_Exercise description_
Copy every line of the data in which the word "backing" occurs.

_Excerpted records_

********************

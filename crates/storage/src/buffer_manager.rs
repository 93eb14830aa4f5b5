//! Pin/unpin buffer pool over fixed-size frames, with two-handed
//! clock/MARK eviction.
//!
//! Mirrors spec.md §4.2: one hand sweeps `UNLOCKED` frames to `MARKED`,
//! the other sweeps `MARKED` frames to eviction (flushing first if
//! dirty). No frame with a nonzero pin count is ever chosen as a
//! victim.

use dashmap::DashMap;
use parking_lot::RwLock;
use std::sync::atomic::{AtomicU32, AtomicUsize, Ordering};
use std::sync::Arc;

use crate::file_handle::FileHandle;
use crate::page_state::{FrameState, PageState};
use vertexdb_core::ids::{FrameIdx, PageIdx};
use vertexdb_core::{Error, Result};

/// Whether `pin` should read the page's existing content from disk or
/// leave the frame's buffer untouched (for freshly allocated pages
/// whose content is about to be overwritten wholesale).
#[derive(Debug, Clone, Copy, PartialEq, Eq)]
pub enum PinPolicy {
    /// Populate the frame from disk.
    ReadPage,
    /// Leave the frame's content as-is (typically zeroed).
    DontReadPage,
}

/// The (file, logical page) key identifying what a frame currently
/// holds. `file_key` is the owning `FileHandle`'s `Arc` pointer
/// identity, stable for as long as the caller holds that `Arc`.
#[derive(Debug, Clone, Copy, PartialEq, Eq, Hash)]
struct FrameKey {
    file_key: usize,
    logical_page_idx: PageIdx,
}

struct Frame {
    state: PageState,
    data: RwLock<Vec<u8>>,
    pin_count: AtomicU32,
    owner: RwLock<Option<FrameKey>>,
}

impl Frame {
    fn new(page_size: usize) -> Self {
        Frame {
            state: PageState::new(),
            data: RwLock::new(vec![0u8; page_size]),
            pin_count: AtomicU32::new(0),
            owner: RwLock::new(None),
        }
    }
}

/// A fixed-capacity pool of page frames shared across all open files.
pub struct BufferManager {
    page_size: usize,
    frames: Vec<Frame>,
    page_table: DashMap<FrameKey, FrameIdx>,
    file_registry: DashMap<usize, Arc<FileHandle>>,
    clock_hand_mark: AtomicUsize,
    clock_hand_evict: AtomicUsize,
}

fn file_key(file_handle: &Arc<FileHandle>) -> usize {
    Arc::as_ptr(file_handle) as usize
}

impl BufferManager {
    /// Builds a buffer pool with `capacity` frames, each `page_size`
    /// bytes.
    pub fn new(page_size: usize, capacity: usize) -> Self {
        let frames = (0..capacity).map(|_| Frame::new(page_size)).collect();
        BufferManager {
            page_size,
            frames,
            page_table: DashMap::new(),
            file_registry: DashMap::new(),
            clock_hand_mark: AtomicUsize::new(0),
            clock_hand_evict: AtomicUsize::new(0),
        }
    }

    /// Page size served by this pool.
    pub fn page_size(&self) -> usize {
        self.page_size
    }

    /// Number of frames in the pool.
    pub fn capacity(&self) -> usize {
        self.frames.len()
    }

    /// Pins `logical_page_idx` of `file_handle`, faulting it in if
    /// necessary. Returns the frame index; the caller must call
    /// [`unpin`](Self::unpin) exactly once per successful `pin`.
    pub fn pin(
        &self,
        file_handle: &Arc<FileHandle>,
        logical_page_idx: PageIdx,
        policy: PinPolicy,
    ) -> Result<FrameIdx> {
        let key = FrameKey {
            file_key: file_key(file_handle),
            logical_page_idx,
        };
        self.file_registry
            .entry(key.file_key)
            .or_insert_with(|| Arc::clone(file_handle));
        if let Some(entry) = self.page_table.get(&key) {
            let frame_idx = *entry;
            drop(entry);
            self.frames[frame_idx as usize]
                .pin_count
                .fetch_add(1, Ordering::AcqRel);
            return Ok(frame_idx);
        }
        let frame_idx = self.find_free_or_evict(file_handle)?;
        let frame = &self.frames[frame_idx as usize];
        let old = frame.state.load();
        frame.state.spin_lock();
        let _ = old;
        if policy == PinPolicy::ReadPage {
            let physical = file_handle.physical_page_idx(logical_page_idx)?;
            let mut buf = frame.data.write();
            file_handle.read_physical_page(physical, &mut buf)?;
        }
        *frame.owner.write() = Some(key);
        frame.pin_count.store(1, Ordering::Release);
        frame.state.unlock();
        self.page_table.insert(key, frame_idx);
        Ok(frame_idx)
    }

    /// Releases one pin on `logical_page_idx` of `file_handle`. The
    /// frame becomes eligible for eviction once its pin count reaches
    /// zero, but is not flushed until actually chosen as a victim.
    pub fn unpin(&self, file_handle: &Arc<FileHandle>, logical_page_idx: PageIdx) {
        let key = FrameKey {
            file_key: file_key(file_handle),
            logical_page_idx,
        };
        if let Some(entry) = self.page_table.get(&key) {
            let frame_idx = *entry;
            self.frames[frame_idx as usize]
                .pin_count
                .fetch_sub(1, Ordering::AcqRel);
        }
    }

    /// Read access to a pinned frame's backing buffer.
    pub fn frame_data(&self, frame_idx: FrameIdx) -> parking_lot::RwLockReadGuard<'_, Vec<u8>> {
        self.frames[frame_idx as usize].data.read()
    }

    /// Write access to a pinned frame's backing buffer. Marks the
    /// frame dirty.
    pub fn frame_data_mut(&self, frame_idx: FrameIdx) -> parking_lot::RwLockWriteGuard<'_, Vec<u8>> {
        let frame = &self.frames[frame_idx as usize];
        let old = frame.state.load();
        frame.state.spin_lock();
        let _ = old;
        frame.state.set_dirty();
        frame.state.unlock();
        frame.data.write()
    }

    /// Flushes every dirty frame belonging to `file_handle` to disk,
    /// used at checkpoint.
    pub fn flush_all_dirty_pages(&self, file_handle: &Arc<FileHandle>) -> Result<()> {
        let key = file_key(file_handle);
        for frame in &self.frames {
            let owner = *frame.owner.read();
            let Some(owner) = owner else { continue };
            if owner.file_key != key {
                continue;
            }
            if !frame.state.is_dirty() {
                continue;
            }
            self.flush_frame(frame, file_handle, owner.logical_page_idx)?;
        }
        Ok(())
    }

    /// Evicts every frame belonging to `file_handle` from the pool,
    /// without requiring they be unpinned first pin-checked — used
    /// when a file (e.g. the WAL) is deleted outright and its frames
    /// must not be flushed back to a now-gone file.
    pub fn remove_file_pages_from_frames(&self, file_handle: &Arc<FileHandle>) {
        let key = file_key(file_handle);
        self.page_table.retain(|k, _| k.file_key != key);
        for frame in &self.frames {
            let mut owner = frame.owner.write();
            if owner.map(|o| o.file_key) == Some(key) {
                *owner = None;
                frame.state.clear_dirty_without_lock();
                frame.state.reset_to_evicted();
            }
        }
    }

    fn flush_frame(
        &self,
        frame: &Frame,
        file_handle: &Arc<FileHandle>,
        logical_page_idx: PageIdx,
    ) -> Result<()> {
        let physical = file_handle.physical_page_idx(logical_page_idx)?;
        let buf = frame.data.read();
        file_handle.write_physical_page(physical, &buf)?;
        drop(buf);
        frame.state.clear_dirty_without_lock();
        Ok(())
    }

    fn find_free_or_evict(&self, file_handle: &Arc<FileHandle>) -> Result<FrameIdx> {
        if let Some(idx) = self
            .frames
            .iter()
            .position(|f| f.state.state() == FrameState::Evicted)
        {
            return Ok(idx as FrameIdx);
        }
        self.clock_sweep(file_handle)
    }

    /// Two-handed clock sweep: the mark hand advances over frames
    /// transitioning `UNLOCKED -> MARKED`; the evict hand advances
    /// over frames transitioning `MARKED -> EVICTED`, flushing first
    /// if dirty. Runs both hands until a victim is produced.
    fn clock_sweep(&self, file_handle: &Arc<FileHandle>) -> Result<FrameIdx> {
        let n = self.frames.len();
        if n == 0 {
            return Err(Error::storage("buffer pool has zero capacity"));
        }
        let mut spins = 0usize;
        loop {
            let mark_idx = self.clock_hand_mark.fetch_add(1, Ordering::AcqRel) % n;
            let mark_frame = &self.frames[mark_idx];
            if mark_frame.pin_count.load(Ordering::Acquire) == 0 {
                let old = mark_frame.state.load();
                if PageState::state_of(old) == FrameState::Unlocked {
                    let _ = mark_frame.try_mark(old);
                }
            }

            let evict_idx = self.clock_hand_evict.fetch_add(1, Ordering::AcqRel) % n;
            let evict_frame = &self.frames[evict_idx];
            if evict_frame.pin_count.load(Ordering::Acquire) == 0 {
                let old = evict_frame.state.load();
                if PageState::state_of(old) == FrameState::Marked
                    && evict_frame.try_clear_mark(old)
                {
                    let old = evict_frame.load_locked();
                    let owner = *evict_frame.owner.read();
                    if let Some(owner) = owner {
                        if evict_frame.state.is_dirty() {
                            // The victim may belong to a different file than
                            // the one we're pinning for (the pool is shared
                            // across every file a `Catalog` opens) — look its
                            // handle up in `file_registry` rather than only
                            // flushing when it happens to match `file_handle`.
                            if owner.file_key == file_key(file_handle) {
                                self.flush_frame(evict_frame, file_handle, owner.logical_page_idx)?;
                            } else if let Some(owner_handle) = self.file_registry.get(&owner.file_key) {
                                self.flush_frame(evict_frame, owner_handle.value(), owner.logical_page_idx)?;
                            } else {
                                return Err(Error::internal(
                                    "evicting a dirty frame whose owning file is not in file_registry",
                                ));
                            }
                        }
                    }
                    let _ = old;
                    self.page_table.retain(|_, v| *v != evict_idx as FrameIdx);
                    *evict_frame.owner.write() = None;
                    evict_frame.state.reset_to_evicted();
                    return Ok(evict_idx as FrameIdx);
                }
            }

            spins += 1;
            if spins > n * 4 {
                return Err(Error::storage(
                    "buffer pool exhausted: no unpinned frame available for eviction",
                ));
            }
        }
    }
}

impl PageState {
    /// Locks and immediately returns the pre-lock word, used by the
    /// evict hand which already holds exclusive knowledge that the
    /// frame is unreachable by other pinners (pin_count == 0 observed
    /// under the page table lock).
    fn load_locked(&self) -> u64 {
        let old = self.load();
        self.spin_lock();
        old
    }
}

#[cfg(test)]
mod tests {
    use super::*;
    use std::sync::Arc;

    #[test]
    fn pin_then_unpin_roundtrip() {
        let dir = tempfile::tempdir().unwrap();
        let fh = Arc::new(FileHandle::open(dir.path().join("data"), 4096).unwrap());
        let logical = fh.add_new_page().unwrap();
        let bm = BufferManager::new(4096, 4);
        let frame_idx = bm.pin(&fh, logical, PinPolicy::DontReadPage).unwrap();
        {
            let mut data = bm.frame_data_mut(frame_idx);
            data[0] = 42;
        }
        assert_eq!(bm.frame_data(frame_idx)[0], 42);
        bm.unpin(&fh, logical);
    }

    #[test]
    fn repinning_same_page_returns_same_frame() {
        let dir = tempfile::tempdir().unwrap();
        let fh = Arc::new(FileHandle::open(dir.path().join("data"), 4096).unwrap());
        let logical = fh.add_new_page().unwrap();
        let bm = BufferManager::new(4096, 4);
        let f0 = bm.pin(&fh, logical, PinPolicy::DontReadPage).unwrap();
        let f1 = bm.pin(&fh, logical, PinPolicy::DontReadPage).unwrap();
        assert_eq!(f0, f1);
        bm.unpin(&fh, logical);
        bm.unpin(&fh, logical);
    }

    #[test]
    fn flush_all_dirty_pages_writes_through() {
        let dir = tempfile::tempdir().unwrap();
        let fh = Arc::new(FileHandle::open(dir.path().join("data"), 4096).unwrap());
        let logical = fh.add_new_page().unwrap();
        let bm = BufferManager::new(4096, 4);
        let frame_idx = bm.pin(&fh, logical, PinPolicy::DontReadPage).unwrap();
        bm.frame_data_mut(frame_idx)[0] = 7;
        bm.flush_all_dirty_pages(&fh).unwrap();
        let physical = fh.physical_page_idx(logical).unwrap();
        let mut buf = vec![0u8; 4096];
        fh.read_physical_page(physical, &mut buf).unwrap();
        assert_eq!(buf[0], 7);
        bm.unpin(&fh, logical);
    }

    #[test]
    fn eviction_recycles_frames_beyond_capacity() {
        let dir = tempfile::tempdir().unwrap();
        let fh = Arc::new(FileHandle::open(dir.path().join("data"), 4096).unwrap());
        let bm = BufferManager::new(4096, 2);
        let mut logicals = Vec::new();
        for _ in 0..5 {
            let logical = fh.add_new_page().unwrap();
            let frame_idx = bm.pin(&fh, logical, PinPolicy::DontReadPage).unwrap();
            bm.unpin(&fh, logical);
            logicals.push((logical, frame_idx));
        }
        // No assertion on exact frame reuse pattern; this exercises the
        // sweep loop under more logical pages than frames without
        // panicking or deadlocking.
        assert_eq!(logicals.len(), 5);
    }
}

********************

_Expected answer_
    /// Read access to a pinned frame's backing buffer.
    /// Write access to a pinned frame's backing buffer. Marks the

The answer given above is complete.